I get better results returning to happiness by offering my unhappinesses to my best version of myself, and inhaling happiness with the air into the resulting space and allowing it to infuse me. Most importantly, I suggest that when you catch yourself in a burst of happiness, leave it be. Don't meddle with it. Don't try to lasso it. Don't try to replicate an old version, nor scare this moment off by courting it. Happiness can be like a flower – pluck it, try to dissect and analyse it, you'll kill it. Let it be. And simply enjoy the beauty and the fragrance.


A certain recipe for dissatisfaction and anxiety is to buy into any ideas that Happiness looks a certain way, is obligatory, or that we are entitled to it, or that we've failed if we can't be happy on demand.


Unhappy Habits. When people are unhappy, it’s much more difficult to be around them, let alone work or play with them. Unhappiness sucks big-time. It drives people away, creating a vicious cycle that holds you back from achieving everything that you’re capable of.


Unhappiness can catch you by surprise. So much of your happiness is put off by your habits (in thought and deed) that you might do well to monitor them and their consequences closely, firstly to get to know more realistically this wonderful “self” you have created and, secondly, to make certain that they don’t drag you down into an abyss that you'll not crawl out of this side of death.
Some habits lead to unhappiness more than others do. You should be especially wary of the habits that follow as they are the worst offenders. Watch yourself carefully to make certain that these habits are not your own. If they are, find a more effective replacement and practice it until it becomes your new habit.
  • Waiting for the future. Telling yourself, “I’ll be happy when …” is one of the easiest unhappy habits to fall into.

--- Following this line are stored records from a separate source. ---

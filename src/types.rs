use serde::{Deserialize, Serialize};

use crate::config::{DEFAULT_LOOKBACK_DAYS, DEFAULT_MIN_SAMPLES, DEFAULT_TOP_N};

// ---------------------------------------------------------------------------
// Quantity tier
// ---------------------------------------------------------------------------

/// Lot size a price applies to. Closed set; the integer encoding is tier
/// identity only, never a scaling factor.
#[derive(Debug, Clone, Copy, PartialEq, Eq, Hash, Serialize, Deserialize)]
#[serde(try_from = "i64", into = "i64")]
pub enum QuantityTier {
    One,
    Ten,
    Hundred,
    Thousand,
}

impl QuantityTier {
    pub fn as_i64(self) -> i64 {
        match self {
            QuantityTier::One => 1,
            QuantityTier::Ten => 10,
            QuantityTier::Hundred => 100,
            QuantityTier::Thousand => 1000,
        }
    }
}

impl TryFrom<i64> for QuantityTier {
    type Error = String;

    fn try_from(v: i64) -> Result<Self, Self::Error> {
        match v {
            1 => Ok(QuantityTier::One),
            10 => Ok(QuantityTier::Ten),
            100 => Ok(QuantityTier::Hundred),
            1000 => Ok(QuantityTier::Thousand),
            other => Err(format!("invalid quantity tier: {other}")),
        }
    }
}

impl From<QuantityTier> for i64 {
    fn from(t: QuantityTier) -> i64 {
        t.as_i64()
    }
}

impl std::fmt::Display for QuantityTier {
    fn fmt(&self, f: &mut std::fmt::Formatter<'_>) -> std::fmt::Result {
        write!(f, "{}", self.as_i64())
    }
}

// ---------------------------------------------------------------------------
// Price sample
// ---------------------------------------------------------------------------

/// One observed market price. Immutable once stored; `price == None` means
/// the listing was seen unpriced and is excluded from every statistic.
#[derive(Debug, Clone, Serialize, Deserialize)]
pub struct PriceSample {
    pub gid: i64,
    pub quantity: QuantityTier,
    pub price: Option<i64>,
    /// UTC epoch seconds.
    pub recorded_at: i64,
    pub server_id: i64,
}

// ---------------------------------------------------------------------------
// Ranking scope
// ---------------------------------------------------------------------------

/// Scope shared by both ranking engines. Category/type filters are ANDed
/// together and with the server/tier/window filters.
#[derive(Debug, Clone)]
pub struct RankingFilter {
    pub server_id: i64,
    /// None = pool samples across all tiers (union, not intersection).
    pub quantity: Option<QuantityTier>,
    pub lookback_days: i64,
    pub min_samples: usize,
    pub top_n: usize,
    pub category: Option<i64>,
    pub type_id: Option<i64>,
}

impl RankingFilter {
    pub fn new(server_id: i64) -> Self {
        Self {
            server_id,
            quantity: None,
            lookback_days: DEFAULT_LOOKBACK_DAYS,
            min_samples: DEFAULT_MIN_SAMPLES,
            top_n: DEFAULT_TOP_N,
            category: None,
            type_id: None,
        }
    }
}

// ---------------------------------------------------------------------------
// Resell evaluation
// ---------------------------------------------------------------------------

#[derive(Debug, Clone, Copy, PartialEq, Eq, Serialize, Deserialize)]
#[serde(rename_all = "snake_case")]
pub enum RecommendedAction {
    Buy,
    Consider,
    Avoid,
}

impl std::fmt::Display for RecommendedAction {
    fn fmt(&self, f: &mut std::fmt::Formatter<'_>) -> std::fmt::Result {
        let s = match self {
            RecommendedAction::Buy => "buy",
            RecommendedAction::Consider => "consider",
            RecommendedAction::Avoid => "avoid",
        };
        write!(f, "{s}")
    }
}

#[derive(Debug, Clone, Copy, PartialEq, Eq, Serialize, Deserialize)]
#[serde(rename_all = "snake_case")]
pub enum EvaluationReason {
    NoData,
    NotEnoughSamples,
    PriceLowAndHistoryShowsHigherSales,
    NotAGoodMargin,
}

impl std::fmt::Display for EvaluationReason {
    fn fmt(&self, f: &mut std::fmt::Formatter<'_>) -> std::fmt::Result {
        let s = match self {
            EvaluationReason::NoData => "no_data",
            EvaluationReason::NotEnoughSamples => "not_enough_samples",
            EvaluationReason::PriceLowAndHistoryShowsHigherSales => {
                "price_low_and_history_shows_higher_sales"
            }
            EvaluationReason::NotAGoodMargin => "not_a_good_margin",
        };
        write!(f, "{s}")
    }
}

/// Verdict of the buy-to-resell heuristic for one observed price.
#[derive(Debug, Clone, Serialize, Deserialize)]
pub struct EvaluationResult {
    pub gid: i64,
    pub observed_price: i64,
    pub is_low: bool,
    pub avg_price: Option<f64>,
    pub median_price: Option<f64>,
    pub samples: usize,
    pub fraction_higher: f64,
    pub recommended_action: RecommendedAction,
    pub reason: EvaluationReason,
}

// ---------------------------------------------------------------------------
// Ranking results
// ---------------------------------------------------------------------------

/// One row of the resale ranking, monetary/percentage fields rounded to
/// 2 decimals (sorting happens on full precision upstream).
#[derive(Debug, Clone, Serialize)]
pub struct ItemRanking {
    pub gid: i64,
    pub name: String,
    pub avg_price: f64,
    pub min_price: i64,
    pub max_price: i64,
    pub volatility: f64,
    pub profit_potential: f64,
    pub profit_margin_pct: f64,
    pub profitability_score: f64,
    pub samples: usize,
}

/// Per-ingredient line of a craft ranking breakdown.
#[derive(Debug, Clone, Serialize)]
pub struct IngredientCost {
    pub gid: i64,
    pub name: String,
    pub quantity: i64,
    pub unit_price: f64,
    pub total_price: f64,
}

/// One row of the craft ranking, sorted by absolute profit.
#[derive(Debug, Clone, Serialize)]
pub struct CraftRanking {
    pub gid: i64,
    pub name: String,
    pub sell_price: f64,
    pub craft_cost: f64,
    pub profit: f64,
    pub profit_margin_pct: f64,
    pub ingredients: Vec<IngredientCost>,
}

#[cfg(test)]
mod tests {
    use super::*;

    #[test]
    fn tier_round_trips_through_integer_encoding() {
        for tier in [
            QuantityTier::One,
            QuantityTier::Ten,
            QuantityTier::Hundred,
            QuantityTier::Thousand,
        ] {
            assert_eq!(QuantityTier::try_from(tier.as_i64()), Ok(tier));
        }
    }

    #[test]
    fn tier_rejects_non_tier_integers() {
        assert!(QuantityTier::try_from(0).is_err());
        assert!(QuantityTier::try_from(50).is_err());
        assert!(QuantityTier::try_from(-1).is_err());
    }

    #[test]
    fn reason_serializes_snake_case() {
        let s = serde_json::to_string(&EvaluationReason::PriceLowAndHistoryShowsHigherSales)
            .unwrap();
        assert_eq!(s, "\"price_low_and_history_shows_higher_sales\"");
    }
}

How you end the statement doesn’t really matter (it might be a promotion, more pay, or a particular relationship) because it puts too much emphasis on expectations and circumstances. There's a double trap here; expectations are the seed pods for disappointment and circumstances are often the hand that is dealt to you before you start playing. The other side of the whammy is one of life's greatest pratfalls -- neither improved circumstances nor met expectations produce happiness. Guess what? Those who offer you a better life and/or satisfaction if you buy what they're selling are either appallingly naïve or downright crooks. If this is the road you're exploring, you're setting yourself up for one of life's greatest troublemakers – Disappointment, the parent of Sadness and Bewilderment. Don’t spend your time waiting for something that’s more than likely to have little or no effect on your mood.
    Instead focus on being happy right now, in the present moment, because there’s no guarantee of the future. There's a Law of Reality that goes something like this – Where you're headed is where you come from. If you live in Life's Waiting Room, you're headed for............a Waiting Room of one sort or another.

  • Spending too much time and effort acquiring “things.” There is not a single “thing” on this earth that has happiness built into its DNA. I was reminded of this one day when I was driving a taxi cab. A woman got in and asked me to take her to the Retirement Home. Making conversation, I asked, “What's on your agenda this afternoon?” Sourly she replied “Lunch. It'll be roast beef and vegies today!!” At the time I was grabbing a burger whenever I could between jobs; I'd have sold one of my offspring for the same baked dinner!
    People living in extreme poverty experience a significant increase in happiness when their financial circumstances improve, but it drops off quickly above $20,000 in annual income. There’s an ocean of research that shows that material things don’t make you happy. When you make a habit of chasing things, you are likely to become unhappy because, beyond the disappointing lack of bliss you experience once you get them, you discover that even if you’ve gained them, they don't deliver the qualities that they were a code for -- the real things that can make you happy, such as friendship, intimacy, and renewal.

  • Staying home. When you feel unhappy, it’s very tempting to avoid other people. This is a huge mistake as socialising, like exercising, even when you're not enjoying it in the moment, is great for your mood. We all have those days when we just want to pull the covers over our heads and refuse to talk to anybody, but understand that the moment this becomes a tendency, it destroys your mood. Recognise when unhappiness is making you antisocial, do whatever it takes to coax yourself to get out there, mingle, and become interesting by being curiously interested. You’ll notice the difference right away.

  • Seeing yourself as a victim. Unhappy people tend to operate from the default position that life is both oppressive and out of their control. Well, you're right. Life is hard in places, and it is not under your control; these are facts are on purpose. So what do you do about this?
    The problem with a philosophy that “Life is out to get me, and there’s nothing I can do about it,” is that it fosters a attitude (an angle of perceiving) of Help-lessness. People who feel helpless are less than likely to take creative action to make things better. While everyone is certainly entitled to feel down every once in a while, it’s important to recognise when you’re letting this affect your outlook on life. You’re not the only person that bad things happen to, so you can give up that line of thinking you are in this way “special”; this is a very twisted form of Self-Importance – (“I'm far too important to be made to feel this way”). And you have no more control over life than a surfer has control over the wave but, by the way you surf the present creates influence over your future as long as you’re willing to take action and be a little inventive, daring and playful.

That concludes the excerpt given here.